Top 50+50: UK fee income breaches £17bn as firms navigate pandemic

Top 50+50: UK fee income breaches £17bn as firms navigate pandemic

This year’s Top 50 + 50 data shows robust performance from UK firms despite challenging environment

There is no denying that 2020 has been one of – if not the most – challenging years for businesses in recent history. The full effects of the pandemic on the economy are yet to be seen but data from this year’s Top 50 + 50 report shows that UK accountancy firms have responded to hurdles. However, it hasn’t been clean sailing for everyone, with a number of established players struggling to keep pace.

The rankings, which collate the top 100 accountancy firms in the UK, reveals total UK fee income continues to increase year-on-year, rising 7.98 percent since last the list was compiled.

Having rebranded earlier this year, Azets, previously Cogital Group, found itself in the top 10.

Showing continuous year-on-year growth, Quantuma Advisory comes in at number 35 having risen 29 places since 2018.

Jumping 12 spots, Dow Schofield Watts reported an increase of 37.03 percent on total fee income in the last year putting the firm in the top 60.

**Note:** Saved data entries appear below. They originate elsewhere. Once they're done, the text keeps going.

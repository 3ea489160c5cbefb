use std::io;

use thiserror::Error;

/// Unified error type for the storage engine.
///
/// Absent keys are not an error: lookups return `Ok(None)` and ranged scans
/// simply omit the key. A truncated or malformed record encountered while
/// replaying the WAL or loading a segment is treated as end-of-valid-data by
/// the caller rather than surfaced, so `Corruption` mostly travels within
/// the crate.
#[derive(Debug, Error)]
pub enum Error {
    /// IO error from disk operations.
    #[error("io error: {0}")]
    Io(#[from] io::Error),
    /// Truncated or malformed on-disk record.
    #[error("corruption: {0}")]
    Corruption(String),
}

/// Result type alias used throughout the engine.
pub type Result<T> = std::result::Result<T, Error>;
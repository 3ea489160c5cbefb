//! # lsmkv — an embedded LSM-tree key-value storage engine
//!
//! A single-node key-value store using the Log-Structured Merge design:
//! writes land in a write-ahead log and an in-memory sorted buffer, the
//! buffer is periodically flushed into immutable on-disk segments, and a
//! background task periodically merges those segments back into one.
//!
//! ## Core idea
//! Instead of updating data in place (B-Tree), buffer writes in memory,
//! flush them as sorted files, and merge those files in the background.
//! This turns random writes into sequential writes.
//!
//! ```no_run
//! use lsmkv::{Db, Options};
//!
//! # fn main() -> lsmkv::Result<()> {
//! let db = Db::open(Options::at("data"))?;
//! db.put(b"a", b"apple")?;
//! assert_eq!(db.get(b"a")?.as_deref(), Some(&b"apple"[..]));
//! db.remove(b"a")?;
//! assert_eq!(db.get(b"a")?, None);
//! db.close();
//! # Ok(())
//! # }
//! ```

pub mod compaction;
pub mod db;
pub mod engine;
pub mod error;
pub mod memtable;
pub mod segment;
pub mod types;
pub mod wal;

// Public re-exports for the top-level API
pub use db::{Db, Options, Stats};
pub use engine::StorageEngine;
pub use error::{Error, Result};
pub use types::{Key, Value};
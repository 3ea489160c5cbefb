use std::fs;
use std::path::Path;

use tracing::warn;

use crate::error::Result;
use crate::wal::record::WALRecord;

/// Reads WAL records back for crash recovery.
///
/// Loads the entire file into memory, then iterates record by record in
/// append order. A record that decodes cleanly is yielded; the first one
/// that doesn't ends the replay.
pub struct WALReader {
    data: Vec<u8>,
}

impl WALReader {
    /// Open a WAL file for reading.
    pub fn open(path: &Path) -> Result<Self> {
        let data = fs::read(path)?;
        Ok(WALReader { data })
    }

    /// Iterator over all valid records in the log.
    pub fn iter(&self) -> WALIterator<'_> {
        WALIterator {
            data: &self.data,
            offset: 0,
        }
    }
}

/// Iterator over WAL records. Yields records until the bytes run out.
///
/// A record that ends past the end of the file was a partial write from a
/// crash mid-append. WAL writes are sequential and append-only, so nothing
/// valid can follow it — iteration stops there and the tail is discarded.
pub struct WALIterator<'a> {
    data: &'a [u8],
    offset: usize,
}

impl<'a> Iterator for WALIterator<'a> {
    type Item = WALRecord;

    fn next(&mut self) -> Option<Self::Item> {
        if self.offset >= self.data.len() {
            return None;
        }

        match WALRecord::decode(&self.data[self.offset..]) {
            Ok(record) => {
                self.offset += record.encoded_size();
                Some(record)
            }
            Err(e) => {
                warn!(
                    discarded_bytes = self.data.len() - self.offset,
                    "stopping WAL replay at corrupt tail: {e}"
                );
                self.offset = self.data.len();
                None
            }
        }
    }
}
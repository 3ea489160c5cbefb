//! Immutable on-disk segments and the index that spans them.
//!
//! A flush turns the memtable into one new segment file; compaction merges
//! every live record into a single replacement segment and deletes the
//! rest. [`SegmentManager`] owns the directory, the `key → (file, offset)`
//! index, and both of those operations.

pub mod reader;
pub mod writer;

use std::collections::{BTreeMap, HashSet};
use std::fs;
use std::path::{Path, PathBuf};
use std::time::{SystemTime, UNIX_EPOCH};

use tracing::{debug, info, warn};

use crate::error::Result;
use crate::types::{Key, Value, is_tombstone};
use reader::{SegmentScan, read_value_at};
use writer::SegmentWriter;

const SEGMENT_PREFIX: &str = "segment_";
const SEGMENT_EXT: &str = "dat";

/// Where an indexed key's newest on-disk record lives.
#[derive(Debug, Clone)]
struct SegmentLocation {
    path: PathBuf,
    offset: u64,
}

/// Manages the segment directory: immutable data files named
/// `segment_<millis>.dat` plus one in-memory index mapping each key to its
/// newest record across all of them.
///
/// The index is a `BTreeMap`, so ranged reads and compaction walk keys in
/// ascending order deterministically. Lookups open, read, and drop a file
/// handle per call; no descriptor outlives its operation.
///
/// Not internally synchronized — the engine wraps the manager in a
/// read-write lock shared with the compaction scheduler.
pub struct SegmentManager {
    dir: PathBuf,
    index: BTreeMap<Key, SegmentLocation>,
    /// Millisecond timestamp embedded in the most recently created segment
    /// name. New names must exceed it, so two flushes within one
    /// millisecond (or a clock step backwards) cannot collide.
    last_timestamp: u64,
}

impl SegmentManager {
    /// Open a manager over `dir`, creating the directory if missing, and
    /// rebuild the index from the segment files already present.
    pub fn open(dir: impl Into<PathBuf>) -> Result<Self> {
        let dir = dir.into();
        fs::create_dir_all(&dir)?;

        let mut manager = SegmentManager {
            dir,
            index: BTreeMap::new(),
            last_timestamp: 0,
        };
        manager.load_segments()?;
        Ok(manager)
    }

    /// Scan the directory and rebuild the index from scratch.
    ///
    /// Files are read in embedded-timestamp order so that for a key present
    /// in several segments the newest record wins; directory enumeration
    /// order is never trusted. Files that don't parse as
    /// `segment_<millis>.dat` are skipped. A truncated record tail ends one
    /// file's scan without failing the load.
    fn load_segments(&mut self) -> Result<()> {
        self.index.clear();

        let mut segments: Vec<(u64, PathBuf)> = Vec::new();
        for entry in fs::read_dir(&self.dir)? {
            let path = entry?.path();
            match parse_timestamp(&path) {
                Some(ts) => segments.push((ts, path)),
                None => {
                    warn!(path = %path.display(), "skipping unrecognized file in segment directory");
                }
            }
        }
        segments.sort();

        for (ts, path) in &segments {
            let mut records = 0usize;
            for (offset, key, _value) in SegmentScan::open(path)? {
                self.index.insert(
                    key,
                    SegmentLocation {
                        path: path.clone(),
                        offset,
                    },
                );
                records += 1;
            }
            debug!(path = %path.display(), records, "scanned segment");
            self.last_timestamp = self.last_timestamp.max(*ts);
        }

        info!(
            segments = segments.len(),
            keys = self.index.len(),
            "loaded segment directory"
        );
        Ok(())
    }

    /// Write `entries` (in the order supplied) into a brand-new segment
    /// file, then index each record's offset.
    ///
    /// The index is only touched once the file is durably complete, so a
    /// failed flush leaves the manager exactly as it was.
    pub fn flush(&mut self, entries: &[(Key, Value)]) -> Result<PathBuf> {
        let path = self.next_segment_path();
        let offsets = match write_segment(&path, entries.iter().map(|(k, v)| (&k[..], &v[..]))) {
            Ok(offsets) => offsets,
            Err(e) => {
                let _ = fs::remove_file(&path);
                return Err(e);
            }
        };

        for ((key, _), offset) in entries.iter().zip(offsets) {
            self.index.insert(
                key.clone(),
                SegmentLocation {
                    path: path.clone(),
                    offset,
                },
            );
        }

        info!(path = %path.display(), entries = entries.len(), "flushed new segment");
        Ok(path)
    }

    /// Point lookup via the index. `Ok(None)` when the key isn't indexed;
    /// the returned value may be a tombstone — the engine checks.
    pub fn get(&self, key: &[u8]) -> Result<Option<Value>> {
        match self.index.get(key) {
            Some(loc) => Ok(Some(read_value_at(&loc.path, loc.offset)?)),
            None => Ok(None),
        }
    }

    /// Up to `limit` indexed entries in ascending key order, each re-read
    /// from its segment file. `None` means all. Tombstones are included;
    /// the engine strips them after merging with the memtable.
    pub fn get_range(&self, limit: Option<usize>) -> Result<Vec<(Key, Value)>> {
        let take = limit.unwrap_or(usize::MAX);
        let mut out = Vec::with_capacity(take.min(self.index.len()));
        for (key, loc) in self.index.iter().take(take) {
            out.push((key.clone(), read_value_at(&loc.path, loc.offset)?));
        }
        Ok(out)
    }

    /// Merge every indexed entry into one fresh segment and delete the
    /// files it supersedes.
    ///
    /// The index already holds exactly one location per key (newest record
    /// wins at load and flush time), so the merge is a single ascending
    /// pass over it. Tombstoned keys are dropped outright: after a full
    /// merge no older segment remains for a tombstone to shadow, and the
    /// memtable takes precedence over segments regardless, so the marker
    /// has nothing left to guard.
    ///
    /// Existing files are deleted only after the replacement segment is
    /// fully written, fsynced, and indexed; a failed compaction leaves the
    /// previous files and index untouched.
    pub fn compact(&mut self) -> Result<()> {
        if self.index.is_empty() {
            return Ok(());
        }

        let mut merged: Vec<(Key, Value)> = Vec::with_capacity(self.index.len());
        let mut dropped = 0usize;
        for (key, loc) in &self.index {
            let value = read_value_at(&loc.path, loc.offset)?;
            if is_tombstone(&value) {
                dropped += 1;
                continue;
            }
            merged.push((key.clone(), value));
        }

        let mut new_index = BTreeMap::new();
        let survivor = if merged.is_empty() {
            // Every key was tombstoned; nothing to rewrite.
            None
        } else {
            let path = self.next_segment_path();
            let offsets = match write_segment(&path, merged.iter().map(|(k, v)| (&k[..], &v[..]))) {
                Ok(offsets) => offsets,
                Err(e) => {
                    let _ = fs::remove_file(&path);
                    return Err(e);
                }
            };
            for ((key, _), offset) in merged.iter().zip(offsets) {
                new_index.insert(
                    key.clone(),
                    SegmentLocation {
                        path: path.clone(),
                        offset,
                    },
                );
            }
            Some(path)
        };

        self.index = new_index;
        self.remove_superseded(survivor.as_deref())?;

        info!(
            keys = self.index.len(),
            tombstones_dropped = dropped,
            "compaction finished"
        );
        Ok(())
    }

    /// Number of keys currently indexed.
    pub fn indexed_keys(&self) -> usize {
        self.index.len()
    }

    /// Number of distinct segment files referenced by the index.
    pub fn segment_count(&self) -> usize {
        let paths: HashSet<&Path> = self.index.values().map(|loc| loc.path.as_path()).collect();
        paths.len()
    }

    /// Delete every recognized segment file except `keep`. Deletion
    /// failures are logged and skipped — the leftover file only holds
    /// records the new segment already supersedes, and the next load
    /// reads it first.
    fn remove_superseded(&self, keep: Option<&Path>) -> Result<()> {
        for entry in fs::read_dir(&self.dir)? {
            let path = entry?.path();
            if parse_timestamp(&path).is_none() {
                continue;
            }
            if keep == Some(path.as_path()) {
                continue;
            }
            if let Err(e) = fs::remove_file(&path) {
                warn!(path = %path.display(), "failed to delete superseded segment: {e}");
            }
        }
        Ok(())
    }

    /// Path for the next segment file: `segment_<millis>.dat`, with the
    /// timestamp bumped forward if the clock hasn't advanced past the last
    /// name handed out.
    fn next_segment_path(&mut self) -> PathBuf {
        let now = SystemTime::now()
            .duration_since(UNIX_EPOCH)
            .map(|d| d.as_millis() as u64)
            .unwrap_or(0);
        let ts = now.max(self.last_timestamp + 1);
        self.last_timestamp = ts;
        self.dir.join(format!("{SEGMENT_PREFIX}{ts}.{SEGMENT_EXT}"))
    }
}

/// Write all `entries` to a new file at `path` and return each record's
/// offset. The file is fsynced before this returns.
fn write_segment<'a>(
    path: &Path,
    entries: impl Iterator<Item = (&'a [u8], &'a [u8])>,
) -> Result<Vec<u64>> {
    let mut writer = SegmentWriter::create(path)?;
    let mut offsets = Vec::new();
    for (key, value) in entries {
        offsets.push(writer.append(key, value)?);
    }
    writer.finish()?;
    Ok(offsets)
}

/// The millisecond timestamp embedded in a segment filename, or `None` if
/// the path doesn't look like `segment_<millis>.dat`.
fn parse_timestamp(path: &Path) -> Option<u64> {
    if path.extension().and_then(|e| e.to_str()) != Some(SEGMENT_EXT) {
        return None;
    }
    let stem = path.file_stem()?.to_str()?;
    stem.strip_prefix(SEGMENT_PREFIX)?.parse().ok()
}
use std::fs::{self, File};
use std::io::{Read, Seek, SeekFrom};
use std::path::Path;

use tracing::warn;

use crate::error::Result;
use crate::types::{Key, Value};

const LEN_SIZE: usize = 4;

/// Sequential scan over one whole segment file, yielding
/// `(offset, key, value)` per record.
///
/// Used to rebuild the index at startup; point lookups go through
/// [`read_value_at`] instead. The file is loaded once and walked in
/// memory. A record cut short by a partial write ends the scan — every
/// record before it is valid.
pub struct SegmentScan {
    data: Vec<u8>,
    offset: usize,
}

impl SegmentScan {
    /// Open a segment file for scanning.
    pub fn open(path: &Path) -> Result<Self> {
        let data = fs::read(path)?;
        Ok(SegmentScan { data, offset: 0 })
    }
}

impl Iterator for SegmentScan {
    type Item = (u64, Key, Value);

    fn next(&mut self) -> Option<Self::Item> {
        if self.offset >= self.data.len() {
            return None;
        }

        let start = self.offset;
        match decode_at(&self.data, start) {
            Some((key, value, next)) => {
                self.offset = next;
                Some((start as u64, key, value))
            }
            None => {
                warn!(
                    discarded_bytes = self.data.len() - start,
                    "stopping segment scan at truncated record"
                );
                self.offset = self.data.len();
                None
            }
        }
    }
}

/// Decode the record starting at `offset`; `None` if the bytes run out
/// before the record does.
fn decode_at(data: &[u8], offset: usize) -> Option<(Key, Value, usize)> {
    let key_len = read_len(data, offset)?;
    let key_start = offset + LEN_SIZE;
    let key_end = key_start.checked_add(key_len)?;
    if key_end + LEN_SIZE > data.len() {
        return None;
    }

    let value_len = read_len(data, key_end)?;
    let value_start = key_end + LEN_SIZE;
    let value_end = value_start.checked_add(value_len)?;
    if value_end > data.len() {
        return None;
    }

    Some((
        data[key_start..key_end].to_vec(),
        data[value_start..value_end].to_vec(),
        value_end,
    ))
}

fn read_len(data: &[u8], offset: usize) -> Option<usize> {
    let bytes = data.get(offset..offset + LEN_SIZE)?;
    Some(u32::from_le_bytes(bytes.try_into().unwrap()) as usize)
}

/// Read the record at `offset` in `path` and return its value.
///
/// The key bytes are skipped rather than compared — the index recorded
/// this exact position when the record was written or scanned.
pub fn read_value_at(path: &Path, offset: u64) -> Result<Value> {
    let mut file = File::open(path)?;
    file.seek(SeekFrom::Start(offset))?;

    let mut len_buf = [0u8; LEN_SIZE];
    file.read_exact(&mut len_buf)?;
    let key_len = u32::from_le_bytes(len_buf) as i64;
    file.seek(SeekFrom::Current(key_len))?;

    file.read_exact(&mut len_buf)?;
    let value_len = u32::from_le_bytes(len_buf) as usize;
    let mut value = vec![0u8; value_len];
    file.read_exact(&mut value)?;

    Ok(value)
}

While we will be breaking down the data and analysing trends in future articles, here are some of the main takeaways from the report:

  • UK fee income breaches £17bn for the first time
  • 16 firms reported no growth or a reduction in fee income over the past year
  • Consultancy fee income showed a faster revenue increase than other accountancy services
  • Over £73m invested in technology this year with 27 respondents investing more than £100,000 each
  • Average fee per partner at £900,000; average partner’s remuneration is £228,000
  • Heads of firms still predominantly male, though dropping from 87 percent to 76 percent; 20.99 percent of partners female
  • Almost three quarters of firms reported having a corporate social responsibility programme in place

Looking to the future

With many firms still working remotely and the threat of a second lockdown becoming an increasing possibility, it is unsurprising that more respondents than usual forecast limited growth for 2021.

Around a third expect revenue growth to be lower in the year ahead, compared to last year when two thirds of firms predicted a rise in income.

Almost one third (29 percent) expect partnership profits for 2020 – 2021 to decrease but 37 firms are optimistic that they will increase UK partner numbers in the next year.

Movement within the marketplace is ongoing with 27 percent of firms reporting that parts of their firm had been bought or sold in the past year.

Another positive takeaway from the report is that income streams have been stable with corporate finance, forensic, and payroll fee revenues all displaying healthy growth in 2020. Other areas have stuttered for growth – more of which we’ll discuss in future analysis.

Over the course of 2021 we may see growth in a number of areas, with sustained investment in technology and additional services as firms recognise the importance of innovation to capture a greater share of the market.